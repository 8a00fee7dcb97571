use anyhow::{anyhow, Result};
use base64ct::{Base64, Encoding};
use once_cell::sync::OnceCell;
use opentelemetry::{
    global, propagation::TextMapCompositePropagator, trace::TracerProvider as _, KeyValue,
};
use opentelemetry_otlp::{Compression, WithExportConfig, WithTonicConfig};
use opentelemetry_sdk::{
    propagation::{BaggagePropagator, TraceContextPropagator},
    trace::{SdkTracerProvider, Tracer},
    Resource,
};
use std::{env::var, time::Duration};
use tonic::{
    metadata::{Ascii, Binary, MetadataKey, MetadataMap, MetadataValue},
    transport::ClientTlsConfig,
};
use tracing::{debug, Level};
use tracing_subscriber::{fmt, layer::SubscriberExt, EnvFilter, Registry};
use ulid::Ulid;

static TRACER_PROVIDER: OnceCell<SdkTracerProvider> = OnceCell::new();

/// Parse `OTEL_EXPORTER_OTLP_HEADERS` (`k1=v1,k2=v2`) into gRPC metadata.
/// Keys ending in `-bin` carry base64 encoded values.
fn headers_to_metadata(headers: &str) -> Result<MetadataMap> {
    let mut meta = MetadataMap::new();

    for pair in headers.split(',') {
        let Some((key, value)) = pair.split_once('=') else {
            continue;
        };
        let key = key.trim().to_ascii_lowercase();
        let value = value.trim();
        if key.is_empty() {
            continue;
        }

        if key.ends_with("-bin") {
            let bytes = Base64::decode_vec(value)
                .map_err(|e| anyhow!("failed to base64-decode value for key {key}: {e}"))?;
            let key = MetadataKey::<Binary>::from_bytes(key.as_bytes())
                .map_err(|e| anyhow!("invalid binary metadata key {key}: {e}"))?;
            meta.insert_bin(key, MetadataValue::from_bytes(&bytes));
        } else {
            let name = MetadataKey::<Ascii>::from_bytes(key.as_bytes())
                .map_err(|e| anyhow!("invalid ASCII metadata key {key}: {e}"))?;
            let value: MetadataValue<Ascii> = value
                .parse()
                .map_err(|e| anyhow!("invalid ASCII metadata value for key {key}: {e}"))?;
            meta.insert(name, value);
        }
    }

    Ok(meta)
}

fn normalize_endpoint(endpoint: &str) -> String {
    if endpoint.starts_with("http://") || endpoint.starts_with("https://") {
        endpoint.to_string()
    } else {
        format!("https://{}", endpoint.trim_end_matches('/'))
    }
}

/// Host part of an `https://` endpoint, used as the TLS domain name.
fn tls_domain(endpoint: &str) -> Option<&str> {
    endpoint
        .strip_prefix("https://")
        .and_then(|rest| rest.split('/').next())
        .and_then(|authority| authority.split(':').next())
        .filter(|host| !host.is_empty())
}

fn init_tracer(endpoint: &str) -> Result<Tracer> {
    let endpoint = normalize_endpoint(endpoint);

    let mut builder = opentelemetry_otlp::SpanExporter::builder()
        .with_tonic()
        .with_endpoint(&endpoint)
        .with_compression(Compression::Gzip)
        .with_timeout(Duration::from_secs(3));

    if let Some(host) = tls_domain(&endpoint) {
        builder = builder.with_tls_config(
            ClientTlsConfig::new()
                .domain_name(host.to_string())
                .with_native_roots(),
        );
    }

    if let Ok(headers) = var("OTEL_EXPORTER_OTLP_HEADERS") {
        builder = builder.with_metadata(headers_to_metadata(&headers)?);
    }

    let exporter = builder.build()?;

    let instance_id = var("OTEL_SERVICE_INSTANCE_ID").unwrap_or_else(|_| Ulid::new().to_string());

    let provider = SdkTracerProvider::builder()
        .with_batch_exporter(exporter)
        .with_resource(
            Resource::builder_empty()
                .with_attributes(vec![
                    KeyValue::new("service.name", env!("CARGO_PKG_NAME")),
                    KeyValue::new("service.version", env!("CARGO_PKG_VERSION")),
                    KeyValue::new("service.instance.id", instance_id),
                ])
                .build(),
        )
        .build();

    let _ = TRACER_PROVIDER.set(provider.clone());

    global::set_tracer_provider(provider.clone());
    global::set_text_map_propagator(TextMapCompositePropagator::new(vec![
        Box::new(TraceContextPropagator::new()),
        Box::new(BaggagePropagator::new()),
    ]));

    Ok(provider.tracer(env!("CARGO_PKG_NAME")))
}

/// Initialize logging, plus OTLP trace export when
/// `OTEL_EXPORTER_OTLP_ENDPOINT` is set.
///
/// # Errors
///
/// Returns an error if tracer or subscriber initialization fails
pub fn init(verbosity_level: Option<Level>) -> Result<()> {
    let verbosity_level = verbosity_level.unwrap_or(Level::ERROR);

    let fmt_layer = fmt::layer()
        .with_file(false)
        .with_line_number(false)
        .with_thread_ids(false)
        .with_target(false);

    // RUST_LOG=
    let filter = EnvFilter::builder()
        .with_default_directive(verbosity_level.into())
        .from_env_lossy()
        .add_directive("hyper=error".parse()?)
        .add_directive("tokio=error".parse()?)
        .add_directive("sqlx=warn".parse()?)
        .add_directive("opentelemetry_sdk=warn".parse()?);

    if let Ok(endpoint) = var("OTEL_EXPORTER_OTLP_ENDPOINT") {
        let tracer = init_tracer(&endpoint)?;
        let otel_layer = tracing_opentelemetry::layer().with_tracer(tracer);

        let subscriber = Registry::default()
            .with(fmt_layer)
            .with(otel_layer)
            .with(filter);
        tracing::subscriber::set_global_default(subscriber)?;
    } else {
        let subscriber = Registry::default().with(fmt_layer).with(filter);
        tracing::subscriber::set_global_default(subscriber)?;
    }

    Ok(())
}

/// Flush and stop the tracer provider, if one was started.
pub fn shutdown_tracer() {
    if let Some(provider) = TRACER_PROVIDER.get() {
        debug!("shutting down tracer provider");
        let _ = provider.shutdown();
    }
}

WHAT IS NEEDED →
Repeat the records above line by line, from the first line through the line that contains "use ulid::Ulid;".

EXPECTED OUTPUT →
repository 8a00fee7dcb97571
use anyhow::{anyhow, Result};
use base64ct::{Base64, Encoding};
use once_cell::sync::OnceCell;
use opentelemetry::{
    global, propagation::TextMapCompositePropagator, trace::TracerProvider as _, KeyValue,
};
use opentelemetry_otlp::{Compression, WithExportConfig, WithTonicConfig};
use opentelemetry_sdk::{
    propagation::{BaggagePropagator, TraceContextPropagator},
    trace::{SdkTracerProvider, Tracer},
    Resource,
};
use std::{env::var, time::Duration};
use tonic::{
    metadata::{Ascii, Binary, MetadataKey, MetadataMap, MetadataValue},
    transport::ClientTlsConfig,
};
use tracing::{debug, Level};
use tracing_subscriber::{fmt, layer::SubscriberExt, EnvFilter, Registry};
use ulid::Ulid;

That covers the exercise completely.